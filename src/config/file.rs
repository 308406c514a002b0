//! TOML configuration file loading
//!
//! Supports `~/.config/murmur/config.toml` as a persistent config source.
//! All fields are optional; the file is a partial overlay on top of defaults.

use std::path::{Path, PathBuf};

use serde::Deserialize;

/// Top-level TOML configuration file schema
#[derive(Debug, Default, Deserialize)]
pub struct MurmurConfigFile {
    /// Turn server configuration
    #[serde(default)]
    pub server: ServerFileConfig,

    /// Language model configuration
    #[serde(default)]
    pub model: ModelFileConfig,

    /// Conversation history tunables
    #[serde(default)]
    pub conversation: ConversationFileConfig,

    /// Interaction store configuration
    #[serde(default)]
    pub store: StoreFileConfig,

    /// Voice/audio configuration
    #[serde(default)]
    pub voice: VoiceFileConfig,

    /// Voice client configuration
    #[serde(default)]
    pub client: ClientFileConfig,

    /// API keys for external services
    #[serde(default)]
    pub api_keys: ApiKeysFileConfig,
}

/// Turn server configuration
#[derive(Debug, Default, Deserialize)]
pub struct ServerFileConfig {
    pub host: Option<String>,
    pub port: Option<u16>,
}

/// Language model configuration
#[derive(Debug, Default, Deserialize)]
pub struct ModelFileConfig {
    /// "llamacpp" or "openai"
    pub api: Option<String>,
    /// Inference server base URL
    pub url: Option<String>,
    /// Model name sent to OpenAI-compatible servers
    pub name: Option<String>,
    /// Request timeout in seconds
    pub timeout_secs: Option<u64>,
}

/// Conversation history tunables
#[derive(Debug, Default, Deserialize)]
pub struct ConversationFileConfig {
    pub history_limit: Option<usize>,
    pub token_budget: Option<usize>,
    pub max_new_tokens: Option<u32>,
}

/// Interaction store configuration
#[derive(Debug, Default, Deserialize)]
pub struct StoreFileConfig {
    /// `SQLite` database path
    pub path: Option<String>,
    /// Set false to run without persistence
    pub enabled: Option<bool>,
}

/// Voice processing configuration
#[derive(Debug, Default, Deserialize)]
pub struct VoiceFileConfig {
    /// STT model (e.g. "whisper-1", "nova-2")
    pub stt_model: Option<String>,
    /// TTS provider ("google", "openai", "elevenlabs")
    pub tts_provider: Option<String>,
    /// TTS model (e.g. "tts-1")
    pub tts_model: Option<String>,
    /// TTS voice identifier (e.g. "alloy")
    pub tts_voice: Option<String>,
    /// TTS speed multiplier
    pub tts_speed: Option<f32>,
    /// TTS language code for Google TTS
    pub tts_language: Option<String>,
    /// Seconds to wait for speech to start
    pub listen_timeout_secs: Option<u64>,
}

/// Voice client configuration
#[derive(Debug, Default, Deserialize)]
pub struct ClientFileConfig {
    pub server_url: Option<String>,
    pub user_id: Option<String>,
    pub wake_word: Option<String>,
}

/// API keys configuration
#[derive(Debug, Default, Deserialize)]
pub struct ApiKeysFileConfig {
    pub openai: Option<String>,
    pub elevenlabs: Option<String>,
    pub deepgram: Option<String>,
}

/// Load the TOML config file from the standard path
///
/// Returns `MurmurConfigFile::default()` if the file doesn't exist or can't be parsed.
pub fn load_config_file() -> MurmurConfigFile {
    config_file_path().map_or_else(MurmurConfigFile::default, |path| load_from(&path))
}

/// Load a TOML config file from `path`, falling back to defaults
pub fn load_from(path: &Path) -> MurmurConfigFile {
    if !path.exists() {
        return MurmurConfigFile::default();
    }

    match std::fs::read_to_string(path) {
        Ok(content) => match toml::from_str(&content) {
            Ok(config) => {
                tracing::info!(path = %path.display(), "loaded config file");
                config
            }
            Err(e) => {
                tracing::warn!(
                    path = %path.display(),
                    error = %e,
                    "failed to parse config file, using defaults"
                );
                MurmurConfigFile::default()
            }
        },
        Err(e) => {
            tracing::warn!(
                path = %path.display(),
                error = %e,
                "failed to read config file"
            );
            MurmurConfigFile::default()
        }
    }
}

/// Return the config file path: `~/.config/murmur/config.toml`
pub fn config_file_path() -> Option<PathBuf> {
    std::env::var("MURMUR_CONFIG").map_or_else(
        |_| directories::BaseDirs::new().map(|d| d.config_dir().join("murmur").join("config.toml")),
        |p| Some(PathBuf::from(p)),
    )
}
━━━━━━━━━━━━━━━━
*About this exercise*: For this exercise, transcribe all the records exactly.

*Written response*:
filename src/config/file.rs
repository 308406c514a002b0
//! TOML configuration file loading
//!
//! Supports `~/.config/murmur/config.toml` as a persistent config source.
//! All fields are optional; the file is a partial overlay on top of defaults.

use std::path::{Path, PathBuf};

use serde::Deserialize;

/// Top-level TOML configuration file schema
#[derive(Debug, Default, Deserialize)]
pub struct MurmurConfigFile {
    /// Turn server configuration
    #[serde(default)]
    pub server: ServerFileConfig,

    /// Language model configuration
    #[serde(default)]
    pub model: ModelFileConfig,

    /// Conversation history tunables
    #[serde(default)]
    pub conversation: ConversationFileConfig,

    /// Interaction store configuration
    #[serde(default)]
    pub store: StoreFileConfig,

    /// Voice/audio configuration
    #[serde(default)]
    pub voice: VoiceFileConfig,

    /// Voice client configuration
    #[serde(default)]
    pub client: ClientFileConfig,

    /// API keys for external services
    #[serde(default)]
    pub api_keys: ApiKeysFileConfig,
}

/// Turn server configuration
#[derive(Debug, Default, Deserialize)]
pub struct ServerFileConfig {
    pub host: Option<String>,
    pub port: Option<u16>,
}

/// Language model configuration
#[derive(Debug, Default, Deserialize)]
pub struct ModelFileConfig {
    /// "llamacpp" or "openai"
    pub api: Option<String>,
    /// Inference server base URL
    pub url: Option<String>,
    /// Model name sent to OpenAI-compatible servers
    pub name: Option<String>,
    /// Request timeout in seconds
    pub timeout_secs: Option<u64>,
}

/// Conversation history tunables
#[derive(Debug, Default, Deserialize)]
pub struct ConversationFileConfig {
    pub history_limit: Option<usize>,
    pub token_budget: Option<usize>,
    pub max_new_tokens: Option<u32>,
}

/// Interaction store configuration
#[derive(Debug, Default, Deserialize)]
pub struct StoreFileConfig {
    /// `SQLite` database path
    pub path: Option<String>,
    /// Set false to run without persistence
    pub enabled: Option<bool>,
}

/// Voice processing configuration
#[derive(Debug, Default, Deserialize)]
pub struct VoiceFileConfig {
    /// STT model (e.g. "whisper-1", "nova-2")
    pub stt_model: Option<String>,
    /// TTS provider ("google", "openai", "elevenlabs")
    pub tts_provider: Option<String>,
    /// TTS model (e.g. "tts-1")
    pub tts_model: Option<String>,
    /// TTS voice identifier (e.g. "alloy")
    pub tts_voice: Option<String>,
    /// TTS speed multiplier
    pub tts_speed: Option<f32>,
    /// TTS language code for Google TTS
    pub tts_language: Option<String>,
    /// Seconds to wait for speech to start
    pub listen_timeout_secs: Option<u64>,
}

/// Voice client configuration
#[derive(Debug, Default, Deserialize)]
pub struct ClientFileConfig {
    pub server_url: Option<String>,
    pub user_id: Option<String>,
    pub wake_word: Option<String>,
}

/// API keys configuration
#[derive(Debug, Default, Deserialize)]
pub struct ApiKeysFileConfig {
    pub openai: Option<String>,
    pub elevenlabs: Option<String>,
    pub deepgram: Option<String>,
}

/// Load the TOML config file from the standard path
///
/// Returns `MurmurConfigFile::default()` if the file doesn't exist or can't be parsed.
pub fn load_config_file() -> MurmurConfigFile {
    config_file_path().map_or_else(MurmurConfigFile::default, |path| load_from(&path))
}

/// Load a TOML config file from `path`, falling back to defaults
pub fn load_from(path: &Path) -> MurmurConfigFile {
    if !path.exists() {
        return MurmurConfigFile::default();
    }

    match std::fs::read_to_string(path) {
        Ok(content) => match toml::from_str(&content) {
            Ok(config) => {
                tracing::info!(path = %path.display(), "loaded config file");
                config
            }
            Err(e) => {
                tracing::warn!(
                    path = %path.display(),
                    error = %e,
                    "failed to parse config file, using defaults"
                );
                MurmurConfigFile::default()
            }
        },
        Err(e) => {
            tracing::warn!(
                path = %path.display(),
                error = %e,
                "failed to read config file"
            );
            MurmurConfigFile::default()
        }
    }
}

/// Return the config file path: `~/.config/murmur/config.toml`
pub fn config_file_path() -> Option<PathBuf> {
    std::env::var("MURMUR_CONFIG").map_or_else(
        |_| directories::BaseDirs::new().map(|d| d.config_dir().join("murmur").join("config.toml")),
        |p| Some(PathBuf::from(p)),
    )
}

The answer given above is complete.